• **PROBLEM TO SOLVE**:
The required answer is the count of lines in the records that contain "lazy", with no other text.

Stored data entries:
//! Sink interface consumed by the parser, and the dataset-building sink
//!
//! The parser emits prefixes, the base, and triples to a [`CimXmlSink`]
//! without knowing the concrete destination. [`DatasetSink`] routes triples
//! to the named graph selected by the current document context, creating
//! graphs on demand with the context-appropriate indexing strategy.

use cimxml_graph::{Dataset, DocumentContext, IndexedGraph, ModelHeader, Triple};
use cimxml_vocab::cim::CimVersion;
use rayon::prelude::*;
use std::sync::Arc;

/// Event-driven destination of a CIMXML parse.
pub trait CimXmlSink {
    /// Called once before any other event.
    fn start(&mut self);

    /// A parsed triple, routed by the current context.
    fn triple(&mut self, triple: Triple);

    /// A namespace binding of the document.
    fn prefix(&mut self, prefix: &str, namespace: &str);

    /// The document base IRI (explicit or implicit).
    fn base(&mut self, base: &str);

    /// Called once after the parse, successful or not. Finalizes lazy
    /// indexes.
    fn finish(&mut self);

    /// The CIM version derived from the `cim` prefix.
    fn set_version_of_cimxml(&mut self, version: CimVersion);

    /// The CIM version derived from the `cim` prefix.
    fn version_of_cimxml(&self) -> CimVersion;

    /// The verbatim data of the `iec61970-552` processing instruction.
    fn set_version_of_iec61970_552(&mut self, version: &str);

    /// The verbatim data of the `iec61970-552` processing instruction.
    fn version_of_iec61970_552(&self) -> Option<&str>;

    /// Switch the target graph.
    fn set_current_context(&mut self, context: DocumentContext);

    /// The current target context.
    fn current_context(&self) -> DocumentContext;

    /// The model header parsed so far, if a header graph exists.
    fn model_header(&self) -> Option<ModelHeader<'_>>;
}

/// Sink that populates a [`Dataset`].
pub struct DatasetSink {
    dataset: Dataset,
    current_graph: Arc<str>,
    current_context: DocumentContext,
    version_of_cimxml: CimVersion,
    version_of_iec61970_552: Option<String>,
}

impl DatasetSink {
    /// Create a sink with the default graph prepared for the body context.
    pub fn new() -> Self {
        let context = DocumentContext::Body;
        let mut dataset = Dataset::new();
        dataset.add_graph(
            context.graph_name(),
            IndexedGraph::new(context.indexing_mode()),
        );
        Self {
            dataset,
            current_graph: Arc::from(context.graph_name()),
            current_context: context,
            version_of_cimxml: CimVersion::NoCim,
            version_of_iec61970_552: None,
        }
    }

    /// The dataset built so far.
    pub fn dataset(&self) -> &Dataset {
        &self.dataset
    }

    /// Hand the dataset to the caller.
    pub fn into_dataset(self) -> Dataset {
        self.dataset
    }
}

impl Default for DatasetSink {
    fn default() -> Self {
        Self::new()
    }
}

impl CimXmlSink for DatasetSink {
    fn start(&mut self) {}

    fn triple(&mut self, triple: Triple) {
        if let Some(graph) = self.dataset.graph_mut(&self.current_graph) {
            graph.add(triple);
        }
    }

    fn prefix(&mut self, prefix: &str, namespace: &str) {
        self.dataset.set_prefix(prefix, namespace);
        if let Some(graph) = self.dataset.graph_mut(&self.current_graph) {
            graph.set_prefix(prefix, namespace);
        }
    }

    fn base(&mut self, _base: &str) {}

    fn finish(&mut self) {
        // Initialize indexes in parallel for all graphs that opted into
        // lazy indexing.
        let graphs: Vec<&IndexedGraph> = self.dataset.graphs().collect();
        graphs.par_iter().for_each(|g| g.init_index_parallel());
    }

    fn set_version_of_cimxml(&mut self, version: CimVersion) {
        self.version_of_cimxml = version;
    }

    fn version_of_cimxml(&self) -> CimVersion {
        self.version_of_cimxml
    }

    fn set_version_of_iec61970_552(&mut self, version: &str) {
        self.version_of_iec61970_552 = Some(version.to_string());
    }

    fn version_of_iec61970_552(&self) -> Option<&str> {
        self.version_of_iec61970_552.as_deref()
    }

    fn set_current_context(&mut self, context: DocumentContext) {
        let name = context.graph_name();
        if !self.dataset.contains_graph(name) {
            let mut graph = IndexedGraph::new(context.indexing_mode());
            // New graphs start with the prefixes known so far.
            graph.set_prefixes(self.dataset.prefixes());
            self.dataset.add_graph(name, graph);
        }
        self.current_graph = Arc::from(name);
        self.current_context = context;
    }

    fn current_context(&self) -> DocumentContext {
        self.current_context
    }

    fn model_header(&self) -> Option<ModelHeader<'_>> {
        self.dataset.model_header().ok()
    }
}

--

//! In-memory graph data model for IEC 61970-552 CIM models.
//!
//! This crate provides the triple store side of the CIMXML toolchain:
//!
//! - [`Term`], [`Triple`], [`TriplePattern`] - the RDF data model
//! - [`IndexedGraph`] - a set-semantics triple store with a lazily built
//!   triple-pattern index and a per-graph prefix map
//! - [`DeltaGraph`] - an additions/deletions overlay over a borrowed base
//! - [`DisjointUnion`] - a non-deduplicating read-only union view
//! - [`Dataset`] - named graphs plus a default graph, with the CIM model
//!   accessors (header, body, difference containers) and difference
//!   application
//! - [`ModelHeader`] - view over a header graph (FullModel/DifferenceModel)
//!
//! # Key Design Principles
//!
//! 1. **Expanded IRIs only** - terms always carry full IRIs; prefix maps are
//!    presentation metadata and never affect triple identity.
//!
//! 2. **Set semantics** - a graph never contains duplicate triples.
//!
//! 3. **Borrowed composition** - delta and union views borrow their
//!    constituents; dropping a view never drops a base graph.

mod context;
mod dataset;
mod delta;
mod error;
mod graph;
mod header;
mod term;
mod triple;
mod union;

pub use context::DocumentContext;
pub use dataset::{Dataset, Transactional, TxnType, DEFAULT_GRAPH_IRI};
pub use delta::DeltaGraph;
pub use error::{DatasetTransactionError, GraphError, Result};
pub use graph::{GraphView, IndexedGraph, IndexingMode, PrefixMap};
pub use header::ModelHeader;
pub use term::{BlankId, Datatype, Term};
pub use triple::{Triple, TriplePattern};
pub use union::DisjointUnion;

• **EXERCISE ANSWER**:
2